Exercise directions
How many lines of the records below contain the word "Lazy"? Answer with the number alone.

Saved entries
==================================================

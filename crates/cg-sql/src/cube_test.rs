use super::*;
use crate::counts::TemplateCountBuilder;
use cg_core::files::read_text;
use cg_core::StudyConfig;
use pretty_assertions::assert_eq;
use proptest::prelude::*;
use tempfile::tempdir;

/// Builder returning a fixed statement, for exercising the rewrite in isolation.
struct FixedBuilder(String);

impl CountBuilder for FixedBuilder {
    fn count_table(&self, _table_name: &TableName, _spec: &CubeSpec) -> SqlGenResult<String> {
        Ok(self.0.clone())
    }
}

#[test]
fn test_cube_spec_requires_columns() {
    let columns: [&str; 0] = [];
    let err = CubeSpec::patient("glioma__cohort_casedef", columns).unwrap_err();
    assert!(matches!(err, SqlGenError::EmptyColumns { .. }));
}

#[test]
fn test_resolve_table_name() {
    let naming = Naming::default();
    let spec = CubeSpec::patient("glioma__cohort_casedef", ["gender"]).unwrap();
    assert_eq!(spec.resolve_table_name(&naming), "glioma__cube_patient_casedef");

    let spec = CubeSpec::encounter("glioma__cohort_casedef", ["gender"]).unwrap();
    assert_eq!(spec.resolve_table_name(&naming), "glioma__cube_encounter_casedef");

    let explicit = spec.with_table_name(TableName::try_new("my_cube").unwrap());
    assert_eq!(explicit.resolve_table_name(&naming), "my_cube");
}

#[test]
fn test_render_cube_is_a_view() {
    let spec = CubeSpec::patient("glioma__cohort_casedef", ["gender"]).unwrap();
    let artifact =
        render_cube(&TemplateCountBuilder::new(), &Naming::default(), &spec).unwrap();
    assert_eq!(artifact.file_name(), "glioma__cube_patient_casedef.sql");
    assert!(artifact
        .contents
        .starts_with("CREATE or replace VIEW glioma__cube_patient_casedef AS "));
    assert!(artifact.contents.ends_with(';'));
    assert!(!artifact.contents.contains("CREATE TABLE"));
    assert!(!artifact.contents.contains(");"));
}

#[test]
fn test_render_cube_rejects_unexpected_statement() {
    let builder = FixedBuilder("create table glioma__cube_patient_t as (select 1);".to_string());
    let spec = CubeSpec::patient("t", ["gender"]).unwrap();
    let err = render_cube(&builder, &Naming::default(), &spec).unwrap_err();
    assert!(matches!(err, SqlGenError::ViewRewrite { .. }));
}

#[test]
fn test_render_cube_with_fixed_builder() {
    let builder = FixedBuilder("CREATE TABLE glioma__cube_patient_t AS (SELECT 1);".to_string());
    let spec = CubeSpec::patient("t", ["gender"]).unwrap();
    let artifact = render_cube(&builder, &Naming::default(), &spec).unwrap();
    assert_eq!(
        artifact.contents,
        "CREATE or replace VIEW glioma__cube_patient_t AS SELECT 1;"
    );
}

fn cube_config(source: &str, columns: &[&str]) -> CubeConfig {
    CubeConfig {
        source: source.to_string(),
        columns: columns.iter().map(|c| c.to_string()).collect(),
        resource: CountResource::Patient,
        min_subject: None,
        name: None,
        where_clauses: Vec::new(),
    }
}

#[test]
fn test_from_config() {
    let mut config = cube_config("glioma__cohort_casedef", &["b", "a"]);
    config.resource = CountResource::Encounter;
    config.where_clauses = vec!["a is not null".to_string()];
    let spec = CubeSpec::from_config(&config, None, 10).unwrap();
    assert_eq!(spec.resource, CountResource::Encounter);
    assert_eq!(spec.min_subject, 10);
    assert_eq!(spec.columns.iter().collect::<Vec<_>>(), vec!["a", "b"]);
    assert_eq!(spec.where_clauses, vec!["a is not null"]);
}

#[test]
fn test_from_config_overrides() {
    let mut config = cube_config("t", &["a"]);
    config.min_subject = Some(3);
    config.name = Some("glioma__cube_custom".to_string());
    let spec = CubeSpec::from_config(&config, None, 10).unwrap();
    assert_eq!(spec.min_subject, 3);
    assert_eq!(
        spec.resolve_table_name(&Naming::default()),
        "glioma__cube_custom"
    );
}

#[test]
fn test_from_config_override_beats_entry_threshold() {
    let mut config = cube_config("t", &["a"]);
    config.min_subject = Some(1);
    let spec = CubeSpec::from_config(&config, Some(11), 10).unwrap();
    assert_eq!(spec.min_subject, 11);

    config.min_subject = None;
    let spec = CubeSpec::from_config(&config, Some(11), 10).unwrap();
    assert_eq!(spec.min_subject, 11);
}

#[test]
fn test_from_config_empty_name() {
    let mut config = cube_config("t", &["a"]);
    config.name = Some(String::new());
    assert!(matches!(
        CubeSpec::from_config(&config, None, 1).unwrap_err(),
        SqlGenError::InvalidName(_)
    ));
}

#[test]
fn test_cube_writes_view_file() {
    let dir = tempdir().unwrap();
    let study = Study::new(dir.path(), StudyConfig::default()).unwrap();
    let spec = CubeSpec::patient_min10("glioma__cohort_casedef", ["gender"]).unwrap();
    let path = cube(&TemplateCountBuilder::new(), &study, &spec).unwrap();
    assert_eq!(path, study.paths.output("glioma__cube_patient_casedef.sql"));
    let sql = read_text(&path).unwrap();
    assert!(sql.contains("WHERE cnt_patient >= 10"));
}

proptest! {
    #[test]
    fn prop_column_order_does_not_change_sql(
        columns in proptest::collection::btree_set("[a-z]{1,8}", 1..5)
    ) {
        let forward: Vec<String> = columns.iter().cloned().collect();
        let reverse: Vec<String> = columns.iter().rev().cloned().collect();
        let naming = Naming::default();
        let builder = TemplateCountBuilder::new();
        let a = render_cube(&builder, &naming, &CubeSpec::patient("t", &forward).unwrap()).unwrap();
        let b = render_cube(&builder, &naming, &CubeSpec::patient("t", &reverse).unwrap()).unwrap();
        prop_assert_eq!(a, b);
    }
}
//! WordPress REST API (`/wp-json/wp/v2/posts`).
//!
//! Posts are requested newest first, a page at a time, until a short page,
//! an error, or the page cap. When the ledger already holds posts from this
//! source, only posts after the newest one are requested.

use chrono::{DateTime, Utc};
use serde::Deserialize;
use tracing::{debug, info, instrument, warn};
use url::Url;

use super::{resolve_urls, ExtractError, Listing, Source, SourceSettings};
use crate::config::SourceConfig;
use crate::dates::LEDGER_DATE_FORMAT;
use crate::fetch::Fetch;
use crate::models::Candidate;
use crate::utils::html_to_text;

#[derive(Debug)]
pub struct WordPressSource {
    settings: SourceSettings,
    endpoints: Vec<String>,
    per_page: u32,
    max_pages: u32,
}

impl WordPressSource {
    pub fn from_config(config: &SourceConfig) -> Self {
        Self {
            settings: SourceSettings::from(config),
            endpoints: config.urls.clone(),
            per_page: config.per_page,
            max_pages: config.max_pages.max(1),
        }
    }

    /// URL of one page of posts, optionally restricted to posts after `since`.
    pub fn page_url(&self, endpoint: &str, page: u32, since: Option<DateTime<Utc>>) -> Option<String> {
        let mut url = Url::parse(endpoint).ok()?;
        {
            let mut query = url.query_pairs_mut();
            query
                .append_pair("per_page", &self.per_page.to_string())
                .append_pair("page", &page.to_string())
                .append_pair("orderby", "date")
                .append_pair("order", "desc");
            if let Some(since) = since {
                query.append_pair("after", &since.format(LEDGER_DATE_FORMAT).to_string());
            }
        }
        Some(url.to_string())
    }
}

impl Source for WordPressSource {
    fn settings(&self) -> &SourceSettings {
        &self.settings
    }

    fn listing_urls(&self) -> Vec<String> {
        self.endpoints
            .iter()
            .filter_map(|endpoint| self.page_url(endpoint, 1, None))
            .collect()
    }

    fn extract(&self, url: &str, body: &str) -> Result<Vec<Candidate>, ExtractError> {
        let posts: Vec<WpPost> = serde_json::from_str(body)?;
        let candidates: Vec<Candidate> = posts.into_iter().filter_map(WpPost::into_candidate).collect();
        debug!(source = %self.settings.id, %url, count = candidates.len(), "Parsed posts page");
        Ok(candidates)
    }

    fn incremental(&self) -> bool {
        true
    }

    #[instrument(level = "info", skip_all, fields(source = %self.settings.id))]
    async fn candidates<F: Fetch>(&self, fetcher: &F, since: Option<DateTime<Utc>>) -> Listing {
        let mut listing = Listing::default();

        for endpoint in &self.endpoints {
            let Some(first) = self.page_url(endpoint, 1, since) else {
                warn!(%endpoint, "Invalid endpoint URL");
                listing.failed += 1;
                continue;
            };

            for page in 1..=self.max_pages {
                let url = match page {
                    1 => first.clone(),
                    _ => match self.page_url(endpoint, page, since) {
                        Some(url) => url,
                        None => break,
                    },
                };

                let body = match fetcher.get_text(&url).await {
                    Ok(body) => body,
                    Err(e) => {
                        // WordPress answers 400 past the last page, so only a
                        // failure on the first page counts.
                        if page == 1 {
                            warn!(%url, error = %e, "Posts request failed");
                            listing.failed += 1;
                        } else {
                            debug!(%url, error = %e, "Stopping pagination");
                        }
                        break;
                    }
                };

                let posts = match self.extract(&url, &body) {
                    Ok(posts) => posts,
                    Err(e) => {
                        warn!(%url, error = %e, "Posts page could not be parsed");
                        listing.failed += 1;
                        break;
                    }
                };
                listing.fetched += 1;

                let count = posts.len();
                listing.candidates.extend(resolve_urls(&url, posts));
                if count < self.per_page as usize {
                    break;
                }
            }
        }

        info!(count = listing.candidates.len(), ?since, "Collected posts");
        listing
    }
}

#[derive(Debug, Deserialize)]
struct WpPost {
    #[serde(default)]
    date: Option<String>,
    #[serde(default)]
    date_gmt: Option<String>,
    #[serde(default)]
    link: String,
    #[serde(default)]
    title: Rendered,
    #[serde(default)]
    excerpt: Rendered,
}

#[derive(Debug, Default, Deserialize)]
struct Rendered {
    #[serde(default)]
    rendered: String,
}

impl WpPost {
    fn into_candidate(self) -> Option<Candidate> {
        if self.link.trim().is_empty() {
            return None;
        }
        // `date_gmt` is UTC without an offset; `date` is site-local time.
        let date_text = self
            .date_gmt
            .filter(|d| !d.trim().is_empty())
            .or(self.date);
        Some(Candidate {
            url: self.link,
            title: Some(html_to_text(&self.title.rendered)),
            date_text,
            body: Some(html_to_text(&self.excerpt.rendered)).filter(|b| !b.is_empty()),
        })
    }
}

#[cfg(test)]
mod tests {
    use super::*;
    use crate::config::builtin_sources;
    use crate::fetch::testing::StaticFetcher;
    use chrono::TimeZone;

    const ENDPOINT: &str = "https://ausblock.com.au/wp-json/wp/v2/posts";

    fn source(per_page: u32, max_pages: u32) -> WordPressSource {
        let mut config = builtin_sources().into_iter().find(|s| s.id == "ausblock.com.au").unwrap();
        config.per_page = per_page;
        config.max_pages = max_pages;
        WordPressSource::from_config(&config)
    }

    fn post(n: u32) -> String {
        format!(
            r#"{{"date":"2025-05-{n:02}T13:00:00","date_gmt":"2025-05-{n:02}T03:00:00","link":"https://ausblock.com.au/post-{n}/","title":{{"rendered":"Post {n} &#8211; news"}},"excerpt":{{"rendered":"<p>Excerpt {n}</p>\n"}}}}"#
        )
    }

    fn page(posts: &[u32]) -> String {
        format!("[{}]", posts.iter().map(|n| post(*n)).collect::<Vec<_>>().join(","))
    }

    #[test]
    fn test_page_url() {
        let source = source(2, 3);
        assert_eq!(
            source.page_url(ENDPOINT, 1, None).unwrap(),
            "https://ausblock.com.au/wp-json/wp/v2/posts?per_page=2&page=1&orderby=date&order=desc"
        );
        let since = Utc.with_ymd_and_hms(2025, 5, 1, 0, 0, 0).unwrap();
        assert!(
            source
                .page_url(ENDPOINT, 2, Some(since))
                .unwrap()
                .ends_with("page=2&orderby=date&order=desc&after=2025-05-01T00%3A00%3A00%2B00%3A00")
        );
    }

    #[test]
    fn test_extract_posts() {
        let source = source(100, 1);
        let candidates = source.extract(ENDPOINT, &page(&[3])).unwrap();
        assert_eq!(candidates.len(), 1);
        let c = &candidates[0];
        assert_eq!(c.url, "https://ausblock.com.au/post-3/");
        assert_eq!(c.title.as_deref(), Some("Post 3 \u{2013} news"));
        assert_eq!(c.date_text.as_deref(), Some("2025-05-03T03:00:00"));
        assert_eq!(c.body.as_deref(), Some("Excerpt 3"));
    }

    #[test]
    fn test_falls_back_to_local_date() {
        let source = source(100, 1);
        let body = r#"[{"date":"2025-05-03T13:00:00","link":"https://ausblock.com.au/x/","title":{"rendered":"X"}}]"#;
        let candidates = source.extract(ENDPOINT, body).unwrap();
        assert_eq!(candidates[0].date_text.as_deref(), Some("2025-05-03T13:00:00"));
    }

    #[tokio::test]
    async fn test_paginates_until_short_page() {
        let source = source(2, 5);
        let fetcher = StaticFetcher::new()
            .with_page(&source.page_url(ENDPOINT, 1, None).unwrap(), &page(&[5, 4]))
            .with_page(&source.page_url(ENDPOINT, 2, None).unwrap(), &page(&[3, 2]))
            .with_page(&source.page_url(ENDPOINT, 3, None).unwrap(), &page(&[1]));

        let listing = source.candidates(&fetcher, None).await;
        assert_eq!(listing.fetched, 3);
        assert_eq!(listing.failed, 0);
        assert_eq!(listing.candidates.len(), 5);
        assert_eq!(fetcher.requested().len(), 3);
    }

    #[tokio::test]
    async fn test_stops_at_page_cap_and_on_missing_page() {
        let source = source(1, 2);
        let fetcher = StaticFetcher::new()
            .with_page(&source.page_url(ENDPOINT, 1, None).unwrap(), &page(&[5]))
            .with_page(&source.page_url(ENDPOINT, 2, None).unwrap(), &page(&[4]))
            .with_page(&source.page_url(ENDPOINT, 3, None).unwrap(), &page(&[3]));
        let listing = source.candidates(&fetcher, None).await;
        assert_eq!(listing.candidates.len(), 2);

        let source = self::source(1, 5);
        let fetcher = StaticFetcher::new().with_page(&source.page_url(ENDPOINT, 1, None).unwrap(), &page(&[5]));
        let listing = source.candidates(&fetcher, None).await;
        assert_eq!(listing.candidates.len(), 1);
        assert_eq!(listing.failed, 0);
    }

    #[tokio::test]
    async fn test_since_is_sent_and_first_page_failure_counts() {
        let source = source(100, 1);
        let since = Utc.with_ymd_and_hms(2025, 5, 1, 0, 0, 0).unwrap();
        let fetcher = StaticFetcher::new();
        let listing = source.candidates(&fetcher, Some(since)).await;

        assert_eq!(listing.failed, 1);
        assert!(listing.candidates.is_empty());
        assert!(fetcher.requested()[0].contains("after=2025-05-01"));
    }
}
//! Date normalization.
//!
//! Every source reports publication dates differently: RFC 822 in feeds,
//! ISO-8601 with or without an offset in `datetime` attributes and REST
//! payloads, and free text such as `8 March 2024` on HTML listings. This
//! module turns all of them into an aware UTC timestamp, or fails explicitly.
//!
//! Naive input (no offset) is taken to be UTC already. That is lossy for
//! sites that print local time, but it keeps every source on one rule.

use chrono::{DateTime, Datelike, NaiveDate, NaiveDateTime, NaiveTime, TimeZone, Utc};
use once_cell::sync::Lazy;
use regex::Regex;
use thiserror::Error;

/// Serialization format of the ledger `date` column.
pub const LEDGER_DATE_FORMAT: &str = "%Y-%m-%dT%H:%M:%S+00:00";

/// Formats carrying an explicit offset, tried after RFC 3339 and RFC 2822.
const OFFSET_FORMATS: &[&str] = &[
    "%Y-%m-%dT%H:%M:%S%.f%:z",
    "%Y-%m-%dT%H:%M:%S%.f%z",
    "%Y-%m-%d %H:%M:%S%.f%:z",
    "%Y-%m-%d %H:%M:%S%.f%z",
];

const NAIVE_DATETIME_FORMATS: &[&str] = &[
    "%Y-%m-%dT%H:%M:%S%.f",
    "%Y-%m-%dT%H:%M:%S",
    "%Y-%m-%d %H:%M:%S%.f",
    "%Y-%m-%d %H:%M:%S",
    "%Y-%m-%dT%H:%M",
    "%Y-%m-%d %H:%M",
    "%d %B %Y %I:%M %p",
    "%d %B %Y %H:%M",
    "%B %d, %Y %I:%M %p",
    "%B %d, %Y %H:%M",
];

const NAIVE_DATE_FORMATS: &[&str] = &[
    "%Y-%m-%d",
    "%d %B %Y",
    "%d %B, %Y",
    "%B %d, %Y",
    "%B %d %Y",
    "%d/%m/%Y",
];

static WEEKDAY_PREFIX: Lazy<Regex> = Lazy::new(|| {
    Regex::new(r"(?i)^(?:mon|tue|wed|thu|fri|sat|sun)[a-z]*\.?,?\s+").unwrap()
});

static ORDINAL_SUFFIX: Lazy<Regex> =
    Lazy::new(|| Regex::new(r"(?i)\b(\d{1,2})(?:st|nd|rd|th)\b").unwrap());

/// Why a date string could not be normalized.
#[derive(Debug, Error, PartialEq, Eq)]
pub enum DateError {
    #[error("date text is empty")]
    Empty,
    #[error("unrecognized date format: {0:?}")]
    Unrecognized(String),
}

/// Parse a date in any supported representation into UTC.
///
/// Tried in order: RFC 3339, RFC 2822, ISO-8601 with a numeric offset,
/// naive ISO-8601 date-times and dates, then free-text forms after stripping
/// a leading weekday, ordinal suffixes (`Thursday, 22nd May 2025`) and
/// anything after a `|` separator.
///
/// # Errors
///
/// [`DateError::Empty`] for blank input, [`DateError::Unrecognized`] when no
/// format matches. There is no fallback to the current time.
pub fn parse_datetime(text: &str) -> Result<DateTime<Utc>, DateError> {
    let text = text.trim();
    if text.is_empty() {
        return Err(DateError::Empty);
    }

    if let Some(dt) = parse_with_offset(text) {
        return Ok(dt);
    }
    if let Some(naive) = parse_naive(text) {
        return Ok(Utc.from_utc_datetime(&naive));
    }

    let cleaned = clean_free_text(text);
    if cleaned != text {
        if let Some(dt) = parse_with_offset(&cleaned) {
            return Ok(dt);
        }
        if let Some(naive) = parse_naive(&cleaned) {
            return Ok(Utc.from_utc_datetime(&naive));
        }
    }

    Err(DateError::Unrecognized(text.to_string()))
}

/// Render a timestamp in the ledger's fixed `YYYY-MM-DDTHH:MM:SS+00:00` form.
pub fn format_utc(dt: &DateTime<Utc>) -> String {
    dt.format(LEDGER_DATE_FORMAT).to_string()
}

/// `true` when the timestamp's year is at or after the cutoff year.
pub fn meets_cutoff(dt: &DateTime<Utc>, min_year: i32) -> bool {
    dt.year() >= min_year
}

fn parse_with_offset(text: &str) -> Option<DateTime<Utc>> {
    if let Ok(dt) = DateTime::parse_from_rfc3339(text) {
        return Some(dt.with_timezone(&Utc));
    }
    if let Ok(dt) = DateTime::parse_from_rfc2822(text) {
        return Some(dt.with_timezone(&Utc));
    }
    OFFSET_FORMATS
        .iter()
        .find_map(|fmt| DateTime::parse_from_str(text, fmt).ok())
        .map(|dt| dt.with_timezone(&Utc))
}

fn parse_naive(text: &str) -> Option<NaiveDateTime> {
    NAIVE_DATETIME_FORMATS
        .iter()
        .find_map(|fmt| NaiveDateTime::parse_from_str(text, fmt).ok())
        .or_else(|| {
            NAIVE_DATE_FORMATS
                .iter()
                .find_map(|fmt| NaiveDate::parse_from_str(text, fmt).ok())
                .map(|date| date.and_time(NaiveTime::MIN))
        })
}

fn clean_free_text(text: &str) -> String {
    // Listing metadata such as `14 May 2025 03:05 PM | Events`.
    let text = text.split('|').next().unwrap_or(text);
    let text = WEEKDAY_PREFIX.replace(text, "");
    let text = ORDINAL_SUFFIX.replace_all(&text, "${1}");
    text.replace(" at ", " ")
        .split_whitespace()
        .collect::<Vec<_>>()
        .join(" ")
}

#[cfg(test)]
mod tests {
    use super::*;

    fn ymd_hms(y: i32, m: u32, d: u32, h: u32, min: u32, s: u32) -> DateTime<Utc> {
        Utc.with_ymd_and_hms(y, m, d, h, min, s).unwrap()
    }

    #[test]
    fn test_rfc3339_with_offset_is_converted() {
        let dt = parse_datetime("2025-05-14T03:00:00+10:00").unwrap();
        assert_eq!(dt, ymd_hms(2025, 5, 13, 17, 0, 0));

        let dt = parse_datetime("2025-05-14T03:00:00Z").unwrap();
        assert_eq!(dt, ymd_hms(2025, 5, 14, 3, 0, 0));
    }

    #[test]
    fn test_rfc2822_feed_dates() {
        let dt = parse_datetime("Wed, 14 May 2025 03:00:00 GMT").unwrap();
        assert_eq!(dt, ymd_hms(2025, 5, 14, 3, 0, 0));

        let dt = parse_datetime("Wed, 14 May 2025 13:00:00 +1000").unwrap();
        assert_eq!(dt, ymd_hms(2025, 5, 14, 3, 0, 0));
    }

    #[test]
    fn test_naive_iso_is_treated_as_utc() {
        let dt = parse_datetime("2025-05-14T03:00:00").unwrap();
        assert_eq!(dt, ymd_hms(2025, 5, 14, 3, 0, 0));

        let dt = parse_datetime("2025-05-14 03:00:00").unwrap();
        assert_eq!(dt, ymd_hms(2025, 5, 14, 3, 0, 0));

        let dt = parse_datetime("2025-05-14").unwrap();
        assert_eq!(dt, ymd_hms(2025, 5, 14, 0, 0, 0));
    }

    #[test]
    fn test_free_text_dates() {
        assert_eq!(parse_datetime("8 March 2024").unwrap(), ymd_hms(2024, 3, 8, 0, 0, 0));
        assert_eq!(parse_datetime("8 Mar 2024").unwrap(), ymd_hms(2024, 3, 8, 0, 0, 0));
        assert_eq!(parse_datetime("March 8, 2024").unwrap(), ymd_hms(2024, 3, 8, 0, 0, 0));
        assert_eq!(parse_datetime("Mar 8, 2024").unwrap(), ymd_hms(2024, 3, 8, 0, 0, 0));
        assert_eq!(
            parse_datetime("14 May 2025 3:05 PM").unwrap(),
            ymd_hms(2025, 5, 14, 15, 5, 0)
        );
    }

    #[test]
    fn test_weekday_and_ordinal_are_stripped() {
        assert_eq!(
            parse_datetime("Thursday, 8 May 2025").unwrap(),
            ymd_hms(2025, 5, 8, 0, 0, 0)
        );
        assert_eq!(parse_datetime("22nd May 2025").unwrap(), ymd_hms(2025, 5, 22, 0, 0, 0));
        assert_eq!(
            parse_datetime("  May 1st, 2025  ").unwrap(),
            ymd_hms(2025, 5, 1, 0, 0, 0)
        );
    }

    #[test]
    fn test_trailing_metadata_is_ignored() {
        assert_eq!(
            parse_datetime("14 May 2025 03:05 PM | Regulation").unwrap(),
            ymd_hms(2025, 5, 14, 15, 5, 0)
        );
    }

    #[test]
    fn test_unparseable_input_fails_explicitly() {
        assert_eq!(parse_datetime(""), Err(DateError::Empty));
        assert_eq!(parse_datetime("   "), Err(DateError::Empty));
        assert!(matches!(
            parse_datetime("yesterday-ish"),
            Err(DateError::Unrecognized(_))
        ));
    }

    #[test]
    fn test_format_utc_matches_ledger_pattern() {
        let pattern = Regex::new(r"^\d{4}-\d{2}-\d{2}T\d{2}:\d{2}:\d{2}\+00:00$").unwrap();
        let dt = parse_datetime("2025-05-14T03:00:00.999+09:30").unwrap();
        let formatted = format_utc(&dt);
        assert!(pattern.is_match(&formatted), "{formatted}");
        assert_eq!(formatted, "2025-05-13T17:30:00+00:00");
    }

    #[test]
    fn test_meets_cutoff() {
        assert!(!meets_cutoff(&ymd_hms(2024, 12, 31, 23, 59, 59), 2025));
        assert!(meets_cutoff(&ymd_hms(2025, 1, 1, 0, 0, 0), 2025));
        assert!(meets_cutoff(&ymd_hms(2026, 6, 1, 0, 0, 0), 2025));
    }
}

==================================================

Task response
4